UltraJson doesn't behave the same way as json.JSONEncoder for unicode chars #156

prosanes · 2014-11-27T17:47:51Z

As stated in issue #155:

I'm not sure that ujson.encode('\ud83d\ude80') should give any error.
The Python standard json library ("simplejson") doesn't:

json.JSONEncoder().encode('\ud83d\ude80')
'"\ud83d\ude80"'

When using ujson:

Python 3.3.2 (default, Sep 16 2013, 16:19:35)
[GCC 4.4.6 20120305 (Red Hat 4.4.6-4)] on linux
Type "help", "copyright", "credits" or "license" for more information.
>>> import ujson
>>> ujson.encode('\ud83d\ude80')
Traceback (most recent call last):
  File "<stdin>", line 1, in <module>
UnicodeEncodeError: 'utf-8' codec can't encode character '\ud83d' in position 0: surrogates not allowed
>>> ujson.__version__
'1.34'

tonicava · 2014-11-28T12:09:55Z

Right, and that's a problem...

Jahaja · 2014-12-06T13:23:43Z

We're looking into it.

vetal4444 · 2015-03-26T08:44:36Z

I have this issue too:

In [1]: import json, ujson

In [2]: s = '"\ud8df\u4b61"'

In [3]: json.loads(s)
Out[3]: u'\ud8df\u4b61'

In [4]: ujson.loads(s)
---------------------------------------------------------------------------
ValueError                                Traceback (most recent call last)
<ipython-input-4-1b4d181e3a09> in <module>()
----> 1 ujson.loads(s)

ValueError: Unpaired high surrogate when decoding 'string'

Python 2.7.9

mittonk · 2016-10-06T23:11:58Z

Still reproducible on Python 3.5.1 and ujson 1.3.5.
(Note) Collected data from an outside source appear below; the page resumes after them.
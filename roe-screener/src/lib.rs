//! ROE Screener Library
//!
//! Multi-period ROE reconciliation and value scoring for A-share equities.
//!
//! # Architecture
//!
//! ```text
//! ┌─────────────────────────────────────────────────────────────────────┐
//! │                         roe-screener                                │
//! ├─────────────────────────────────────────────────────────────────────┤
//! │  ┌─────────────────┐  ┌─────────────────┐  ┌─────────────────┐     │
//! │  │  Data Sources   │  │  Pipeline       │  │  Report         │     │
//! │  │  (Eastmoney,    │─▶│  fetch → align  │─▶│  rows + sector  │     │
//! │  │   Xueqiu)       │  │  → filter →     │  │  → JSON         │     │
//! │  │                 │  │  enrich → rank  │  │                 │     │
//! │  └─────────────────┘  └─────────────────┘  └─────────────────┘     │
//! └─────────────────────────────────────────────────────────────────────┘
//! ```
//!
//! # Key Concepts
//!
//! ## Reconciled series
//! - One ROE slot per fiscal period, `None` when the period was not reported
//! - A trailing half-year is annualized (×2) before averaging
//! - B-shares and NEEQ/BSE codes (`2`, `8`, `9`) are dropped
//!
//! ## Quality filter
//! - Average above a minimum, worst period above a floor
//! - Consistency: `|min| × K > avg` or `min × K > avg`
//!
//! ## Value score
//! - `(avg / 12) / P/B + (100 / P/E) / 12`
//! - Admission: P/E < 200, dividend yield > 0.1%, P/B < 33

#![warn(clippy::all)]
#![allow(clippy::pedantic)]

pub mod data;
pub mod pipeline;
pub mod report;

pub use data::{
    EastmoneyAdapter, FiscalPeriod, InstrumentId, PeriodKey, PeriodSnapshot, ProfileSource,
    ProfitabilitySource, ProviderError, QuoteItems, QuoteSource, XueqiuAdapter,
};
pub use pipeline::{RankedReport, Screener, ScreenerResult};
pub use report::{ReportBuilder, ReportRow, ScreenerReport};
//! ROE Screener - multi-period ROE reconciliation and value ranking for A-shares.

use anyhow::{Context, Result};
use clap::Parser;
use roe_common::config::Config;
use roe_common::logging::init_logging_with_exclusions;
use roe_screener::{EastmoneyAdapter, ReportBuilder, Screener, ScreenerReport, XueqiuAdapter};
use std::path::PathBuf;
use std::sync::Arc;
use tracing::info;

/// Rank A-share stocks by multi-period ROE and valuation.
#[derive(Parser, Debug)]
#[command(name = "roe-screener")]
#[command(version)]
#[command(about = "Multi-period ROE screening and value ranking for A-shares.", long_about = None)]
struct Cli {
    /// Config file (defaults to ~/.roe-screener/config.json)
    #[arg(long)]
    config: Option<PathBuf>,

    /// Comma-separated report dates, oldest first (e.g. 20231231,20241231,20250630)
    #[arg(long, value_delimiter = ',')]
    periods: Option<Vec<String>>,

    /// Maximum number of ranked instruments
    #[arg(long)]
    limit: Option<usize>,

    /// Report output path
    #[arg(long)]
    output: Option<PathBuf>,

    /// Number of ranked instruments to print
    #[arg(long)]
    top: Option<usize>,

    /// Log level (trace, debug, info, warn, error)
    #[arg(long)]
    log_level: Option<String>,
}

impl Cli {
    fn apply(&self, config: &mut Config) {
        if let Some(periods) = &self.periods {
            config.screener.periods = periods.clone();
        }
        if let Some(limit) = self.limit {
            config.screener.scoring.max_report_len = limit;
        }
        if let Some(output) = &self.output {
            config.screener.output.report_path = output.display().to_string();
            config.screener.output.write_report = true;
        }
        if let Some(top) = self.top {
            config.screener.output.console_top = top;
        }
        if let Some(level) = &self.log_level {
            config.observability.log_level = level.clone();
        }
    }
}

#[tokio::main]
async fn main() -> Result<()> {
    let cli = Cli::parse();

    let mut config = Config::load_with_env(cli.config.as_deref())?;
    cli.apply(&mut config);

    init_logging_with_exclusions(
        &config.observability.log_level,
        &config.observability.log_format,
        &config.observability.excluded_targets,
    );

    info!("ROE Screener v{}", env!("CARGO_PKG_VERSION"));

    let sources = &config.screener.sources;
    let eastmoney = Arc::new(EastmoneyAdapter::new(sources));
    let xueqiu = Arc::new(XueqiuAdapter::new(sources));

    let screener = Screener::new(config.screener.clone(), eastmoney.clone(), xueqiu)
        .context("Invalid screener configuration")?;
    let result = screener.run().await;
    info!("{}", result.summary());

    for stage in &result.filter_results {
        info!(
            stage = %stage.stage,
            passed = stage.passed,
            eliminated = stage.eliminated,
            rate = format!("{:.1}%", stage.elimination_rate),
            "Funnel"
        );
    }

    let output = &config.screener.output;
    let builder = if output.include_sector {
        ReportBuilder::with_profiles(eastmoney)
    } else {
        ReportBuilder::new()
    };
    let rows = builder.build(&result.report).await;

    for row in rows.iter().take(output.console_top) {
        info!(
            rank = row.rank,
            code = %row.instrument,
            name = %row.display_name,
            sector = row.sector.as_deref().unwrap_or("-"),
            avg_roe = format!("{:.2}", row.average_roe),
            pe = format!("{:.2}", row.pe_ratio),
            dy = format!("{:.2}", row.dividend_yield),
            pb = format!("{:.2}", row.pb_ratio),
            score = format!("{:.4}", row.value_score),
            "Ranked"
        );
    }

    if output.write_report {
        let report = ScreenerReport::new(&result, rows);
        report.save_json(&output.resolved_report_path())?;
    }

    Ok(())
}
// ============================================================================
// Scoring Configuration
// ============================================================================

/// Admission bounds and report size.
#[derive(Debug, Clone, Serialize, Deserialize)]
pub struct ScoringConfig {
    /// P/E must be strictly below this
    #[serde(default = "default_max_pe")]
    pub max_pe: f64,

    /// Dividend yield (%) must be strictly above this
    #[serde(default = "default_min_dividend_yield")]
    pub min_dividend_yield: f64,

    /// P/B must be strictly below this
    #[serde(default = "default_max_pb")]
    pub max_pb: f64,

    /// Maximum number of ranked instruments in the report
    #[serde(default = "default_max_report_len")]
    pub max_report_len: usize,
}

impl Default for ScoringConfig {
    fn default() -> Self {
        Self {
            max_pe: default_max_pe(),
            min_dividend_yield: default_min_dividend_yield(),
            max_pb: default_max_pb(),
            max_report_len: default_max_report_len(),
        }
    }
}

fn default_max_pe() -> f64 {
    200.0
}

fn default_min_dividend_yield() -> f64 {
    0.1
}

fn default_max_pb() -> f64 {
    33.0
}

fn default_max_report_len() -> usize {
    1500
}

// ============================================================================
// Output Configuration
// ============================================================================

/// Output configuration for screening results.
#[derive(Debug, Clone, Serialize, Deserialize)]
pub struct OutputConfig {
    /// Whether to write the JSON report file
    #[serde(default = "default_true")]
    pub write_report: bool,

    /// Report file path (`~` is expanded)
    #[serde(default = "default_report_path")]
    pub report_path: String,

    /// Whether to look up the industry of every ranked instrument
    #[serde(default = "default_true")]
    pub include_sector: bool,

    /// Number of ranked instruments echoed to the log
    #[serde(default = "default_console_top")]
    pub console_top: usize,
}

impl Default for OutputConfig {
    fn default() -> Self {
        Self {
            write_report: true,
            report_path: default_report_path(),
            include_sector: true,
            console_top: default_console_top(),
        }
    }
}

impl OutputConfig {
    /// Report path with `~` expanded.
    pub fn resolved_report_path(&self) -> PathBuf {
        PathBuf::from(shellexpand::tilde(&self.report_path).into_owned())
    }
}

fn default_report_path() -> String {
    "~/.roe-screener/reports/stock_analysis_results.json".to_string()
}

fn default_console_top() -> usize {
    100
}

// ============================================================================
// Sources Configuration
// ============================================================================

/// Upstream data source endpoints.
#[derive(Debug, Clone, Serialize, Deserialize)]
pub struct SourcesConfig {
    /// Eastmoney data-center base URL (earnings reports)
    #[serde(default = "default_datacenter_url")]
    pub datacenter_url: String,

    /// Eastmoney quote base URL (instrument profile)
    #[serde(default = "default_eastmoney_quote_url")]
    pub eastmoney_quote_url: String,

    /// Xueqiu quote base URL (market multiples)
    #[serde(default = "default_xueqiu_url")]
    pub xueqiu_url: String,

    /// Xueqiu access token cookie value
    #[serde(default)]
    pub xueqiu_token: Option<String>,

    /// Page size for paginated earnings queries
    #[serde(default = "default_page_size")]
    pub page_size: u32,

    /// Per-request timeout in seconds
    #[serde(default = "default_timeout_secs")]
    pub timeout_secs: u64,
}

impl Default for SourcesConfig {
    fn default() -> Self {
        Self {
            datacenter_url: default_datacenter_url(),
            eastmoney_quote_url: default_eastmoney_quote_url(),
            xueqiu_url: default_xueqiu_url(),
            xueqiu_token: None,
            page_size: default_page_size(),
            timeout_secs: default_timeout_secs(),
        }
    }
}

fn default_datacenter_url() -> String {
    "https://datacenter-web.eastmoney.com".into()
}

fn default_eastmoney_quote_url() -> String {
    "https://push2.eastmoney.com".into()
}

fn default_xueqiu_url() -> String {
    "https://stock.xueqiu.com".into()
}

fn default_page_size() -> u32 {
    500
}

fn default_timeout_secs() -> u64 {
    15
}

// Default value functions
fn default_log_level() -> String {
    "info".into()
}
fn default_log_format() -> String {
    "pretty".into()
}
fn default_true() -> bool {
    true
}

// ============================================================================
// Tests
// ============================================================================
This is a situation where we have a Python unicode string which doesn't consist entirely of genuine Unicode characters -- some of the codepoints in the string are surrogate codepoints, which occur in a UTF-16 encoding of a string and were also repurposed in PEP 383 for losslessly encoding arbitrary mostly-UTF-8 bytestrings (like Unix filenames) in Python strings. Currently, on Python 3, we cause a UnicodeEncodeError if we try to encode such a string as JSON. It's not 100% obvious what the right thing to do here is -- this situation seems like it must reflect a bug somewhere else in the program or its environment. But * one way we can get such a string is by loading a JSON document (perhaps an invalid JSON document? anyway, we load it without error): >>> ujson.dumps(ujson.loads('"\\udcff"')) Traceback (most recent call last): File "<stdin>", line 1, in <module> UnicodeEncodeError: 'utf-8' codec can't encode character '\udcff' in position 0: surrogates not allowed * we already pass these strings through without complaint on Python 2; * as the included test shows, passing these through matches the behavior of the stdlib's `json` module. So it seems best to pass them through. Fixes ultrajson#156.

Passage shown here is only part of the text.